- As national Democratic Party chairman he prevailed in the mid-Seventies upon U.S. Rep. Barbara Jordan to be a character witness for John Connally, who was accused of bribery in a trial involving the milk industry and his previous tenure as Treasury Secretary under Richard Nixon. The Strauss-Jordan meetings were re-imagined by Kristie Thatcher (as Kristine Thatcher) in her play about Jordan, "Voice of Good Hope," directed by the author at the BoarsHead Theater in Lansing, Michigan. It ran March 16-April 8, 2007, with Patricia Idlette as Jordan and Gary Houston as Strauss.
- While he was Chairman of the Democratic National Committee, one of his small decisions ended up being of major importance, when he named Jimmy Carter, then in his last year as Governor of Georgia, to be chair of the Democratic Congressional 1974 campaign effort. Mr. Carter traveled the nation in that effort, and used that job to lay the groundwork for his successful 1976 presidential campaign.
- Awarded the Presidential Medal of Freedom, the highest decoration of the United States, by President Jimmy Carter in January 1981, just before the inauguration of Ronald Reagan.
- His wife of 65 years, the former Helen Jacobs, died in 2006. Robert Strauss was survived by two sons, Robert Strauss and Richard Strauss; one daughter, Susan Strauss Breen; his brother, Theodore Strauss, seven grandchildren, and an unknown number of great grandchildren.

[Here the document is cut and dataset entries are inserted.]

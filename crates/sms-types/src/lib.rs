//! Domain types shared by every sms-store crate.
//!
//! # Architecture
//!
//! ```text
//! Kafka payload bytes ──Decode──> SmsEvent        ──> SmsRecord          (messages collection)
//!                     ──Decode──> UserStatusEvent ──> UserStatusRecord   (users collection)
//! ```
//!
//! # Modules
//!
//! - [`event`] - Wire events and the [`Decode`] trait (the record decoder)
//! - [`record`] - Persisted documents
//! - [`status`] - The closed [`UserStatus`] enumeration
//! - [`error`] - Decode and parse errors
//!
//! Nothing in this crate performs I/O.

pub mod error;
pub mod event;
pub mod record;
pub mod status;

pub use error::{DecodeError, StatusParseError};
pub use event::{Decode, Keyed, SmsEvent, UserStatusEvent};
pub use record::{is_valid_mobile_number, SmsRecord, UserStatusRecord};
pub use status::UserStatus;
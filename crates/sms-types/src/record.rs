//! Documents persisted in the store.
//!
//! Field names are the stored (snake case) names; `_id` is assigned by the
//! store on insert.

use crate::event::SmsEvent;
use crate::status::UserStatus;
use bson::oid::ObjectId;
use serde::{Deserialize, Serialize};

/// One received SMS. Append-only: never updated or deleted.
#[derive(Debug, Clone, PartialEq, Eq, Serialize, Deserialize)]
pub struct SmsRecord {
    #[serde(rename = "_id", default, skip_serializing_if = "Option::is_none")]
    pub id: Option<ObjectId>,
    pub mobile_number: String,
    pub message: String,
    pub status: String,
}

impl From<SmsEvent> for SmsRecord {
    fn from(event: SmsEvent) -> Self {
        Self {
            id: None,
            mobile_number: event.mobile_number,
            message: event.message,
            status: event.status,
        }
    }
}

/// Current block state of one user, keyed by mobile number.
#[derive(Debug, Clone, PartialEq, Eq, Serialize, Deserialize)]
pub struct UserStatusRecord {
    pub mobile_number: String,
    pub status: UserStatus,
}

/// Exactly 10 ASCII digits.
pub fn is_valid_mobile_number(s: &str) -> bool {
    s.len() == 10 && s.bytes().all(|b| b.is_ascii_digit())
}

- His sister-in-law, Annette Strauss (she married his brother Theodore Strauss), was the elected mayor of Dallas, Texas for one term from 1987 to 1991.
- He was the last US Ambassador to the Union of Soviet Socialist Republics (Soviet Union), and the first US Ambassador to Russia, the largest country of the former Soviet Union. President Bush told him that he specifically chose him to be Ambassador because Strauss had publicly announced that he had voted against Bush in the 1988 election, and intended to vote against him in 1992 too. Bush felt that it was important to show the leadership and people of the Soviet Union that there was such a thing as the "loyal opposition" when the Soviet Union was transitioning from a one party oligarchy to a multiparty democracy.
- His father, Charles H. Strauss, was a German immigrant to the United States in 1915, with a dream to become a concert pianist. That never came to be, but he did have a job as a traveling piano salesman. It was on one of those sales trips that he met Edith Schwarz. They married, remaining in Texas, where Robert Schwarz Strauss was born in Lockhart, Texas in 1918. When Strauss was one year old, his parents moved the family, first to Hamlin, Texas, and then in nearby Stamford, Texas, where they established and ran a general store.
- His mother, Edith Strauss wanted him to enter politics, many times predicting that he would be the first Jewish governor of Texas.
- In 1990, over Thanksgiving dinner at the Four Seasons restaurant in Manhattan, New York City, he negotiated the final details of Matsushita's takeover of MCA/Universal for $6.6 billion. He set his fee at $8 million, split between both parties equally, because he had represented both sides. When asked about the negotiations by a reporter from the Washington Post, he explained, as usual, he had not counted hours on a time sheet to arrive at his fee. "I don't do windows," he said.